▶ What is being asked: The task calls for the count of lines containing "info" in these records, given as a number with no other words.

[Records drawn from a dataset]
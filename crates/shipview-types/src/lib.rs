//! Shared types for the shipview system.
//!
//! These are the records the memory-reading collaborator hands to the cache
//! layer, plus the small closed vocabularies (categories, session states)
//! the rest of the workspace is keyed on.

pub mod category;
pub mod error;
pub mod hud;
pub mod player;
pub mod session;
pub mod task;

pub use category::Category;
pub use error::{ReadFailure, ReadResult, UnknownCategory};
pub use hud::HudStatus;
pub use player::{ColorId, Handle, PlayerId, PlayerRecord, Position};
pub use session::{MapId, SessionProbe, SessionState};
pub use task::TaskRecord;
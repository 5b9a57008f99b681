//! Configuration system for shipview.
//!
//! Provides TOML-based configuration with:
//! - Per-category cache TTLs (`[cache.ttl]`)
//! - Pointer map TTL for the fast coordinate path (`[pointer_map]`)
//! - HUD scan pacing and time budget (`[hud]`)
//! - Logging level and optional log directory (`[logging]`)
//! - Config file layering (user config dir + project-local overrides)
//!
//! All values are seconds; every option has a default, so an empty file is
//! a valid config.

pub mod discovery;
pub mod error;
pub mod types;

pub use discovery::{
    LoadedConfig, load_config, load_config_file, load_config_with_options, save_config,
    user_config_dir, user_config_path,
};
pub use error::{ConfigError, Result};
pub use types::*;
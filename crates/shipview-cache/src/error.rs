//! Error types for cache lookups.

use shipview_types::ReadFailure;

/// Error type for callers that want an absent cached value as an error.
#[derive(Debug, Clone, PartialEq, Eq, thiserror::Error)]
pub enum Error {
    /// The category has never been refreshed successfully.
    #[error("{0} has not been populated yet")]
    NotYetPopulated(String),

    /// The latest read failed and there was nothing cached to fall back to.
    #[error("read failed: {0}")]
    Read(#[from] ReadFailure),
}

/// Result type for cache operations.
pub type Result<T> = std::result::Result<T, Error>;
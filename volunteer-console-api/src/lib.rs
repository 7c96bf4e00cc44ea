pub mod client;
pub mod error;
pub mod id;
pub mod model;
pub mod resources;
pub mod session;

pub use client::ApiClient;
pub use error::ApiError;
pub use session::{Session, SessionState, SessionWatch};
//! Who gets paid what for a study.

use std::collections::HashSet;

use futures_util::future::{join_all, try_join};
use tracing::{info, warn};
use volunteer_console_api::id::{GroupId, StudyId, VolunteerId};
use volunteer_console_api::model::{BankDetails, Volunteer};
use volunteer_console_api::ApiError;

use crate::backend::Backend;

#[derive(Debug, Clone, PartialEq, Eq)]
pub struct PaymentLine {
    pub volunteer_id: VolunteerId,
    /// `None` when the volunteer could not be fetched.
    pub volunteer: Option<Volunteer>,
    pub group_id: GroupId,
    pub amount: u32,
    pub paid: bool,
    /// A cancellation exists for the volunteer in this study, or the association is cancelled.
    pub cancelled: bool,
    pub bank_details: Option<BankDetails>,
}

impl PaymentLine {
    #[must_use]
    pub const fn is_active(&self) -> bool {
        !self.cancelled
    }
}

#[derive(Debug, Clone, Copy, Default, PartialEq, Eq)]
pub struct PaymentTotals {
    pub due: u64,
    pub paid: u64,
    pub outstanding: u64,
    pub active: usize,
    pub cancelled: usize,
}

/// One line of the payment export.
#[derive(Debug, Clone, PartialEq, Eq)]
pub struct PaymentRow {
    pub sequence: usize,
    pub last_name: String,
    pub first_name: String,
    pub iban: String,
    pub bic: String,
    pub amount: u32,
    pub remarks: String,
}

#[derive(Debug, Clone, PartialEq, Eq)]
pub struct PaymentLedger {
    pub study_id: StudyId,
    pub lines: Vec<PaymentLine>,
}

impl PaymentLedger {
    pub async fn load<B: Backend>(backend: &B, study_id: StudyId) -> Result<Self, ApiError> {
        let (associations, cancellations) = try_join(
            backend.associations_by_study(study_id),
            backend.cancellations_by_study(study_id),
        )
        .await?;
        let cancelled: HashSet<_> = cancellations
            .iter()
            .map(|cancellation| cancellation.volunteer_id)
            .collect();

        let lines = join_all(associations.iter().filter_map(|key| {
            let volunteer_id = key.volunteer_id()?;
            let cancelled = cancelled.contains(&volunteer_id) || key.is_cancelled();
            Some(async move {
                let (volunteer, bank_details) = futures_util::future::join(
                    backend.volunteer(volunteer_id),
                    backend.bank_details(volunteer_id),
                )
                .await;
                let volunteer = volunteer
                    .inspect_err(|err| warn!(%volunteer_id, "could not fetch volunteer: {err}"))
                    .ok();
                let bank_details = bank_details
                    .inspect_err(|err| warn!(%volunteer_id, "could not fetch bank details: {err}"))
                    .ok()
                    .flatten();
                PaymentLine {
                    volunteer_id,
                    volunteer,
                    group_id: key.group_id(),
                    amount: key.compensation(),
                    paid: key.paid(),
                    cancelled,
                    bank_details,
                }
            })
        }))
        .await;

        info!(%study_id, lines = lines.len(), "payment ledger loaded");
        Ok(Self { study_id, lines })
    }

    pub fn active(&self) -> impl Iterator<Item = &PaymentLine> {
        self.lines.iter().filter(|line| line.is_active())
    }

    #[must_use]
    pub fn totals(&self) -> PaymentTotals {
        let mut totals = PaymentTotals::default();
        for line in &self.lines {
            if !line.is_active() {
                totals.cancelled += 1;
                continue;
            }
            totals.active += 1;
            totals.due += u64::from(line.amount);
            if line.paid {
                totals.paid += u64::from(line.amount);
            }
        }
        totals.outstanding = totals.due - totals.paid;
        totals
    }

    /// Rows for the export: active lines only, numbered from 1.
    #[must_use]
    pub fn rows(&self) -> Vec<PaymentRow> {
        self.active()
            .enumerate()
            .map(|(index, line)| {
                let (last_name, first_name) = line.volunteer.as_ref().map_or_else(
                    || (format!("#{}", line.volunteer_id), String::new()),
                    |volunteer| (volunteer.last_name.to_uppercase(), volunteer.first_name.clone()),
                );
                let mut remarks = Vec::new();
                if line.paid {
                    remarks.push("already paid");
                }
                if line.bank_details.is_none() {
                    remarks.push("no bank details");
                }
                PaymentRow {
                    sequence: index + 1,
                    last_name,
                    first_name,
                    iban: line
                        .bank_details
                        .as_ref()
                        .map(|details| details.iban.clone())
                        .unwrap_or_default(),
                    bic: line
                        .bank_details
                        .as_ref()
                        .map(|details| details.bic.clone())
                        .unwrap_or_default(),
                    amount: line.amount,
                    remarks: remarks.join(", "),
                }
            })
            .collect()
    }
}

▶ Response box: 2